▶ [PROVIDED ENTRIES]
---------------
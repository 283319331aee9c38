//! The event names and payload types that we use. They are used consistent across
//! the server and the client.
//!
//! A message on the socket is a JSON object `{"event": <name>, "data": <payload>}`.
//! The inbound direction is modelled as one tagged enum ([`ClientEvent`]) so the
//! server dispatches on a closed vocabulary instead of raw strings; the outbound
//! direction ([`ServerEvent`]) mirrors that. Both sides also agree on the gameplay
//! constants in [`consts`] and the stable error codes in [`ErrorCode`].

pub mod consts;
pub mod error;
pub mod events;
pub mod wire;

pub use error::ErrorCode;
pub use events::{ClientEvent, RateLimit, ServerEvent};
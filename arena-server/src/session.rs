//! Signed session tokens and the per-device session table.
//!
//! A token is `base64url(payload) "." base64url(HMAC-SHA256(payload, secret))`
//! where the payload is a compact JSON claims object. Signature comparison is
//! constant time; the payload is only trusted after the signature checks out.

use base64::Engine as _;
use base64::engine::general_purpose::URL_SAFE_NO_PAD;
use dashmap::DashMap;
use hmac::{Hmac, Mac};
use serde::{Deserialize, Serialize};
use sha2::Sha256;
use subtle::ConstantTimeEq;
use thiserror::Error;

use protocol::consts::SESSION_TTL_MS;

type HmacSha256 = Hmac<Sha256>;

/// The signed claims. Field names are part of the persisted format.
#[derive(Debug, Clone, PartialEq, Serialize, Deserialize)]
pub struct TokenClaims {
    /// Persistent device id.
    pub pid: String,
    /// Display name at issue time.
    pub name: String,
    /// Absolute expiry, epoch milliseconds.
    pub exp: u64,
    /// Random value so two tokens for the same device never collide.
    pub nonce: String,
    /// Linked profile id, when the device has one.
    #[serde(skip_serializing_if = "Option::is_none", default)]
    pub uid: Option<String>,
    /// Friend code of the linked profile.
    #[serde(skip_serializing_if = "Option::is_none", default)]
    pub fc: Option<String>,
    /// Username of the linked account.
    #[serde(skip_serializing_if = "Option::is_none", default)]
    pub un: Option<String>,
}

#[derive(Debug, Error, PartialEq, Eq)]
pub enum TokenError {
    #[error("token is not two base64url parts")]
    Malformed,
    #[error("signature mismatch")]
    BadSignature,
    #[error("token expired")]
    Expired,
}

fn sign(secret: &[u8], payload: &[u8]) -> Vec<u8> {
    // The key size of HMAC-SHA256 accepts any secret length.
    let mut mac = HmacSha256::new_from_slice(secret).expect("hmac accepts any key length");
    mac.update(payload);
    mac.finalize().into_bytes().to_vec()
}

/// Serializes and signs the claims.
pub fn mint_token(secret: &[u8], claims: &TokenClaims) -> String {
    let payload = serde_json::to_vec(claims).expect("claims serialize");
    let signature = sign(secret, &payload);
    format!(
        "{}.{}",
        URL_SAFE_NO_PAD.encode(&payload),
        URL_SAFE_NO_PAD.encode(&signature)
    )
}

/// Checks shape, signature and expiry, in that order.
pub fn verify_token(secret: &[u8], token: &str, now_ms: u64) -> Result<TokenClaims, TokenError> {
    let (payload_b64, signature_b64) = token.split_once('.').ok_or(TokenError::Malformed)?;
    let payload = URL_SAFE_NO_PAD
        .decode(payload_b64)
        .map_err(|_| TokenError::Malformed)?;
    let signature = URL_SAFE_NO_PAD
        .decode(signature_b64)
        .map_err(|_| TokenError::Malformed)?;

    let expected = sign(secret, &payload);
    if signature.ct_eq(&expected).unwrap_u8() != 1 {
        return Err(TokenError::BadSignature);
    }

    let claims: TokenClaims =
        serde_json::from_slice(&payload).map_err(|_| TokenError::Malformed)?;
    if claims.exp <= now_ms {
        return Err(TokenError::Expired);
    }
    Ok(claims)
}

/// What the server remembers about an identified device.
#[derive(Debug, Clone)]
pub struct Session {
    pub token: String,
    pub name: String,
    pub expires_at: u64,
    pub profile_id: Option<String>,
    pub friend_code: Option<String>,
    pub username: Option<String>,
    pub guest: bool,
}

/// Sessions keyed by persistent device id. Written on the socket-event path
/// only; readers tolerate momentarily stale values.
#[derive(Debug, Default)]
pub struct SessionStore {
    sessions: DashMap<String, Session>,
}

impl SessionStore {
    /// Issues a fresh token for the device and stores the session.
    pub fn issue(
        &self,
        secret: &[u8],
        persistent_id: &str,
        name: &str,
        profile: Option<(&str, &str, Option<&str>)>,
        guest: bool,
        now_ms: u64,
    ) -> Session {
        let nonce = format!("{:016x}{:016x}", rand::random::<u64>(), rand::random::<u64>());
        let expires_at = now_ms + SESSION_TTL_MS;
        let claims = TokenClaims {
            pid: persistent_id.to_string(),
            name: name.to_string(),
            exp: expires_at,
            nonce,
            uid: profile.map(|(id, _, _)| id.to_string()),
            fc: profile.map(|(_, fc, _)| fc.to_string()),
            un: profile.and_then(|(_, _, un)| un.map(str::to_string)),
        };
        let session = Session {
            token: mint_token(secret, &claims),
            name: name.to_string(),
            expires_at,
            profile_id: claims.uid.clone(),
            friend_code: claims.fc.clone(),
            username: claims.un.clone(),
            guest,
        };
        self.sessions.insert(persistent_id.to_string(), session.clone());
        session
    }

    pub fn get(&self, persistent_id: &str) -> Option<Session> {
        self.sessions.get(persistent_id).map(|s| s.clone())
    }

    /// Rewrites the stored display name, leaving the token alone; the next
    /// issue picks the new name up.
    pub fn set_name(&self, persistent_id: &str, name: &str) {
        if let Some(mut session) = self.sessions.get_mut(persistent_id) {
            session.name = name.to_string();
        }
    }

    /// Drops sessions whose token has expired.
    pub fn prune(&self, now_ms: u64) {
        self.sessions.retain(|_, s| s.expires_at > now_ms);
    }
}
---------------
▶ [TASK DETAILS]
Please reproduce each record precisely as written.

▶ [ANSWER SPACE]
repository 283319331aee9c38
//! The event names and payload types that we use. They are used consistent across
//! the server and the client.
//!
//! A message on the socket is a JSON object `{"event": <name>, "data": <payload>}`.
//! The inbound direction is modelled as one tagged enum ([`ClientEvent`]) so the
//! server dispatches on a closed vocabulary instead of raw strings; the outbound
//! direction ([`ServerEvent`]) mirrors that. Both sides also agree on the gameplay
//! constants in [`consts`] and the stable error codes in [`ErrorCode`].

pub mod consts;
pub mod error;
pub mod events;
pub mod wire;

pub use error::ErrorCode;
pub use events::{ClientEvent, RateLimit, ServerEvent};
filename arena-server/src/session.rs
//! Signed session tokens and the per-device session table.
//!
//! A token is `base64url(payload) "." base64url(HMAC-SHA256(payload, secret))`
//! where the payload is a compact JSON claims object. Signature comparison is
//! constant time; the payload is only trusted after the signature checks out.

use base64::Engine as _;
use base64::engine::general_purpose::URL_SAFE_NO_PAD;
use dashmap::DashMap;
use hmac::{Hmac, Mac};
use serde::{Deserialize, Serialize};
use sha2::Sha256;
use subtle::ConstantTimeEq;
use thiserror::Error;

use protocol::consts::SESSION_TTL_MS;

type HmacSha256 = Hmac<Sha256>;

/// The signed claims. Field names are part of the persisted format.
#[derive(Debug, Clone, PartialEq, Serialize, Deserialize)]
pub struct TokenClaims {
    /// Persistent device id.
    pub pid: String,
    /// Display name at issue time.
    pub name: String,
    /// Absolute expiry, epoch milliseconds.
    pub exp: u64,
    /// Random value so two tokens for the same device never collide.
    pub nonce: String,
    /// Linked profile id, when the device has one.
    #[serde(skip_serializing_if = "Option::is_none", default)]
    pub uid: Option<String>,
    /// Friend code of the linked profile.
    #[serde(skip_serializing_if = "Option::is_none", default)]
    pub fc: Option<String>,
    /// Username of the linked account.
    #[serde(skip_serializing_if = "Option::is_none", default)]
    pub un: Option<String>,
}

#[derive(Debug, Error, PartialEq, Eq)]
pub enum TokenError {
    #[error("token is not two base64url parts")]
    Malformed,
    #[error("signature mismatch")]
    BadSignature,
    #[error("token expired")]
    Expired,
}

fn sign(secret: &[u8], payload: &[u8]) -> Vec<u8> {
    // The key size of HMAC-SHA256 accepts any secret length.
    let mut mac = HmacSha256::new_from_slice(secret).expect("hmac accepts any key length");
    mac.update(payload);
    mac.finalize().into_bytes().to_vec()
}

/// Serializes and signs the claims.
pub fn mint_token(secret: &[u8], claims: &TokenClaims) -> String {
    let payload = serde_json::to_vec(claims).expect("claims serialize");
    let signature = sign(secret, &payload);
    format!(
        "{}.{}",
        URL_SAFE_NO_PAD.encode(&payload),
        URL_SAFE_NO_PAD.encode(&signature)
    )
}

/// Checks shape, signature and expiry, in that order.
pub fn verify_token(secret: &[u8], token: &str, now_ms: u64) -> Result<TokenClaims, TokenError> {
    let (payload_b64, signature_b64) = token.split_once('.').ok_or(TokenError::Malformed)?;
    let payload = URL_SAFE_NO_PAD
        .decode(payload_b64)
        .map_err(|_| TokenError::Malformed)?;
    let signature = URL_SAFE_NO_PAD
        .decode(signature_b64)
        .map_err(|_| TokenError::Malformed)?;

    let expected = sign(secret, &payload);
    if signature.ct_eq(&expected).unwrap_u8() != 1 {
        return Err(TokenError::BadSignature);
    }

    let claims: TokenClaims =
        serde_json::from_slice(&payload).map_err(|_| TokenError::Malformed)?;
    if claims.exp <= now_ms {
        return Err(TokenError::Expired);
    }
    Ok(claims)
}

/// What the server remembers about an identified device.
#[derive(Debug, Clone)]
pub struct Session {
    pub token: String,
    pub name: String,
    pub expires_at: u64,
    pub profile_id: Option<String>,
    pub friend_code: Option<String>,
    pub username: Option<String>,
    pub guest: bool,
}

/// Sessions keyed by persistent device id. Written on the socket-event path
/// only; readers tolerate momentarily stale values.
#[derive(Debug, Default)]
pub struct SessionStore {
    sessions: DashMap<String, Session>,
}

impl SessionStore {
    /// Issues a fresh token for the device and stores the session.
    pub fn issue(
        &self,
        secret: &[u8],
        persistent_id: &str,
        name: &str,
        profile: Option<(&str, &str, Option<&str>)>,
        guest: bool,
        now_ms: u64,
    ) -> Session {
        let nonce = format!("{:016x}{:016x}", rand::random::<u64>(), rand::random::<u64>());
        let expires_at = now_ms + SESSION_TTL_MS;
        let claims = TokenClaims {
            pid: persistent_id.to_string(),
            name: name.to_string(),
            exp: expires_at,
            nonce,
            uid: profile.map(|(id, _, _)| id.to_string()),
            fc: profile.map(|(_, fc, _)| fc.to_string()),
            un: profile.and_then(|(_, _, un)| un.map(str::to_string)),
        };
        let session = Session {
            token: mint_token(secret, &claims),
            name: name.to_string(),
            expires_at,
            profile_id: claims.uid.clone(),
            friend_code: claims.fc.clone(),
            username: claims.un.clone(),
            guest,
        };
        self.sessions.insert(persistent_id.to_string(), session.clone());
        session
    }

    pub fn get(&self, persistent_id: &str) -> Option<Session> {
        self.sessions.get(persistent_id).map(|s| s.clone())
    }

    /// Rewrites the stored display name, leaving the token alone; the next
    /// issue picks the new name up.
    pub fn set_name(&self, persistent_id: &str, name: &str) {
        if let Some(mut session) = self.sessions.get_mut(persistent_id) {
            session.name = name.to_string();
        }
    }

    /// Drops sessions whose token has expired.
    pub fn prune(&self, now_ms: u64) {
        self.sessions.retain(|_, s| s.expires_at > now_ms);
    }
}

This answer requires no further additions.